After landing, we rented an Israeli phone, and then got our car rental. There's an apparently mandatory $12/day charge for third-party accident issues, and it was annoying that I hadn't been informed about it in advance (supposedly it was in the fine print on the web site), but what can you do?

We next headed directly to the home of my cousin Ofer, in Ramat Yishay about 30 minutes from Haifa. We had shabbat dinner with Ofer's family, including wife Tal, four boys, parents, and sister Tamy's family. It was kind of crazy, but not as crazy as you might expect given all the people and kids: Ofer and Tal preside over an easy-going household. It was a very nice, warm welcome.

The next day, Saturday, a more extended family came for a potluck lunch. The lunch wasn't exactly in our honor, but we were the excuse for it. Descendants of two of my mother's mother's brothers were there, including five of my mother's first cousins (plus spouses). Most but not all of these people I had met on my only previous visit to Israel, in 1997, not including the entirely new generation that didn't even exist then.

Sunday Ofer and one of his boys took us to Rosh haNikra, the northern most Israeli town on the Mediterranean. It is home to cliffs and caves ("grottoes"), and we took a cable car down to see them. Ofer's mother Edna had taken me there in 1997, but it was good to see again, and in any case Naomi and the girls hadn't seen it before. Then we lunched in Nariya, and visited cousin Gila at Kibbutz Cabri, close to the Lebanese border. In addition to visiting a playground there, Gila gave us a tour of Cabiran, a kibbutz factory for precision aluminum casting. The girls got little squares of wax as souvenirs, and we'll see if we can't turn them into candles.

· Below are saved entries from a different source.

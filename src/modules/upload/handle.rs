use actix_multipart::{Field, Multipart};
use actix_web::{web, HttpRequest, HttpResponse};
use futures_util::TryStreamExt;

use crate::api::success::Success;
use crate::api::{error, success};
use crate::middlewares::get_extensions;
use crate::modules::upload::{
    model::{Rejection, UploadedFile},
    schema::{Base64UploadBody, DeleteFileBody, UploadResult},
    service::FileUploadService,
    storage::FileStorage,
};
use crate::utils::{Claims, ValidatedJson};

const FOLDER_FIELD: &str = "folder";
const MAX_TEXT_FIELD_SIZE: usize = 1024;

#[derive(Default)]
struct UploadForm {
    files: Vec<UploadedFile>,
    folder: Option<String>,
}

/// Reads file parts named `file_field` plus an optional `folder` text part.
async fn read_form(
    payload: &mut Multipart,
    file_field: &str,
    max_files: usize,
    max_file_size: usize,
) -> Result<UploadForm, error::Error> {
    let mut form = UploadForm::default();

    while let Some(mut field) =
        payload.try_next().await.map_err(|e| error::Error::bad_request(e.to_string()))?
    {
        let name = field.name().unwrap_or_default().to_string();
        let filename =
            field.content_disposition().and_then(|cd| cd.get_filename()).map(str::to_string);

        let Some(original_name) = filename else {
            let value = read_field(&mut field, MAX_TEXT_FIELD_SIZE).await?;
            if name == FOLDER_FIELD {
                let folder = String::from_utf8(value)
                    .map_err(|_| error::Error::bad_request("Folder must be valid UTF-8"))?;
                form.folder = Some(folder.trim().to_string()).filter(|f| !f.is_empty());
            }
            continue;
        };

        if name != file_field {
            return Err(error::Error::bad_request(format!("Unexpected field '{}'", name)));
        }
        if form.files.len() == max_files {
            return Err(error::SystemError::from(Rejection::TooManyFiles { max: max_files }).into());
        }

        let mime_type = field
            .content_type()
            .map(|m| m.to_string())
            .unwrap_or_else(|| "application/octet-stream".to_string());
        let encoding = field
            .headers()
            .get("content-transfer-encoding")
            .and_then(|v| v.to_str().ok())
            .map(str::to_string);

        let buffer = read_field(&mut field, max_file_size).await?;
        let mut file = UploadedFile::new(name, original_name, mime_type, buffer);
        if let Some(encoding) = encoding {
            file = file.with_encoding(encoding);
        }
        form.files.push(file);
    }

    Ok(form)
}

/// Stops reading as soon as the part grows past `limit`.
async fn read_field(field: &mut Field, limit: usize) -> Result<Vec<u8>, error::Error> {
    let mut bytes = Vec::new();
    while let Some(chunk) =
        field.try_next().await.map_err(|e| error::Error::bad_request(e.to_string()))?
    {
        if bytes.len() + chunk.len() > limit {
            return Err(error::SystemError::from(Rejection::ExceedsLimit { max: limit }).into());
        }
        bytes.extend_from_slice(&chunk);
    }
    Ok(bytes)
}

/// Upload a single image
pub async fn upload_image<S>(
    mut payload: Multipart,
    req: HttpRequest,
    service: web::Data<FileUploadService<S>>,
) -> Result<success::Success<UploadResult>, error::Error>
where
    S: FileStorage + Send + Sync + 'static,
{
    let user_id = get_extensions::<Claims>(&req)?.sub;
    let form = read_form(&mut payload, "file", 1, service.config().max_file_size).await?;

    let file = form
        .files
        .into_iter()
        .next()
        .ok_or_else(|| error::Error::bad_request("No file found in request"))?;

    let result = service.upload_one(file, form.folder.as_deref()).await?;
    log::info!("User {} uploaded {}", user_id, result.url);

    Ok(Success::created(Some(result)).message("File uploaded successfully"))
}

/// Upload several images in one request
pub async fn upload_images<S>(
    mut payload: Multipart,
    req: HttpRequest,
    service: web::Data<FileUploadService<S>>,
) -> Result<success::Success<Vec<UploadResult>>, error::Error>
where
    S: FileStorage + Send + Sync + 'static,
{
    let user_id = get_extensions::<Claims>(&req)?.sub;
    let config = service.config();
    let form = read_form(&mut payload, "files", config.max_files, config.max_file_size).await?;

    if form.files.is_empty() {
        return Err(error::Error::bad_request("No files found in request"));
    }

    let results = service.upload_many(form.files, form.folder.as_deref()).await?;
    log::info!("User {} uploaded {} files", user_id, results.len());

    Ok(Success::created(Some(results)).message("Files uploaded successfully"))
}

/// Upload an image sent as a data URI
pub async fn upload_base64<S>(
    body: ValidatedJson<Base64UploadBody>,
    req: HttpRequest,
    service: web::Data<FileUploadService<S>>,
) -> Result<success::Success<UploadResult>, error::Error>
where
    S: FileStorage + Send + Sync + 'static,
{
    let user_id = get_extensions::<Claims>(&req)?.sub;
    let body = body.0;

    let result = service.upload_base64(&body.base64, body.folder.as_deref()).await?;
    log::info!("User {} uploaded {}", user_id, result.url);

    Ok(Success::created(Some(result)).message("File uploaded successfully"))
}

/// Delete a stored file by its public URL
pub async fn delete_file<S>(
    body: ValidatedJson<DeleteFileBody>,
    req: HttpRequest,
    service: web::Data<FileUploadService<S>>,
) -> Result<success::Success<bool>, error::Error>
where
    S: FileStorage + Send + Sync + 'static,
{
    let user_id = get_extensions::<Claims>(&req)?.sub;

    let deleted = service.delete(&body.0.url).await;
    let message = if deleted {
        log::info!("User {} deleted {}", user_id, body.0.url);
        "File deleted successfully"
    } else {
        "File not found"
    };

    Ok(Success::ok(Some(deleted)).message(message))
}

/// Serve a stored file
pub async fn serve_file<S>(
    path: web::Path<(String, String)>,
    service: web::Data<FileUploadService<S>>,
) -> Result<HttpResponse, error::Error>
where
    S: FileStorage + Send + Sync + 'static,
{
    let (folder, filename) = path.into_inner();

    let bytes = service
        .open(&folder, &filename)
        .await?
        .ok_or_else(|| error::Error::not_found("File not found"))?;

    let mime = mime_guess::from_path(&filename).first_or_octet_stream();
    Ok(HttpResponse::Ok().content_type(mime.essence_str()).body(bytes))
}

Monday we spent the first half of the day in Haifa. Edna was our chauffeur, and she took us to the beautiful Bahá'í World Centre buildings and gardens, located on the side of Mt. Carmel. We then met up with Hadas and her parents for lunch at her apartment. The food was falafel, which is of course very Middle Eastern; whereas the apartment really felt like New York to me. For the second half of the day, we headed to Tel Aviv to meet our MIT friend Adee and her two sons (her husband was regrettably indisposed). It was a long day, but fun.

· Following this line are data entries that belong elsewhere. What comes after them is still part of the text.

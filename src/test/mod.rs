use std::path::{Path, PathBuf};
use std::sync::Arc;
use tempfile::TempDir;

use crate::modules::upload::{
    model::{UploadConfig, UploadedFile},
    service::FileUploadService,
    storage_fs::FsStorage,
};

pub fn upload_config(temp: &TempDir) -> UploadConfig {
    UploadConfig { root: temp.path().join("uploads"), ..UploadConfig::default() }
}

pub fn upload_service(temp: &TempDir) -> FileUploadService<FsStorage> {
    let config = upload_config(temp);
    FileUploadService::new(Arc::new(FsStorage::new(&config.root)), config)
}

pub fn png(name: &str, size: usize) -> UploadedFile {
    UploadedFile::new("file", name, "image/png", vec![0x89; size])
}

/// Every regular file below `dir`, recursively.
pub fn files_in(dir: &Path) -> Vec<PathBuf> {
    let mut files = Vec::new();
    let Ok(entries) = std::fs::read_dir(dir) else {
        return files;
    };
    for entry in entries.flatten() {
        let path = entry.path();
        if path.is_dir() {
            files.extend(files_in(&path));
        } else {
            files.push(path);
        }
    }
    files
}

Yesterday we arrived in Jerusalem, but we first stopped at Tamy's at the moshav Beqoa. She and her one-month-old son took us to a nice restaurant that served delicious food made from very local ingredients. Tamy said the restaurant was famous in the area, but it was off the beaten path to say the least—you really had to know where you were going to find it, literally traveling unpaved roads through farmlands. We were hoping to do more in her neighborhood (see Mini-Israel or Stalactite Cave), but we were late for getting to Jerusalem as it was.

Our destination in Jerusalem was the German Colony, not far from the Old City. Uncle Jeff and aunt Adele are fortuitously renting a 3-bedroom apartment here for a few weeks, so for a few days we will occupy two-thirds of their place (that's not too big an imposition, is it?). Navigating to Jerusalem was trivial, but navigation within Jerusalem is another matter entirely, especially since on counsel we did not rent a GPS. There is currently construction related to a new trolley system, and that's not helping, but fundamentally the issue is this is Jerusalem, where the insane layout of the streets is presumably meant to serve as a deterrence to invasion or something like that. Last night we visited a nearby playground with the girls, today we went to the zoo (more on that later), and we'll see what other sights we taken in in the next day and a half.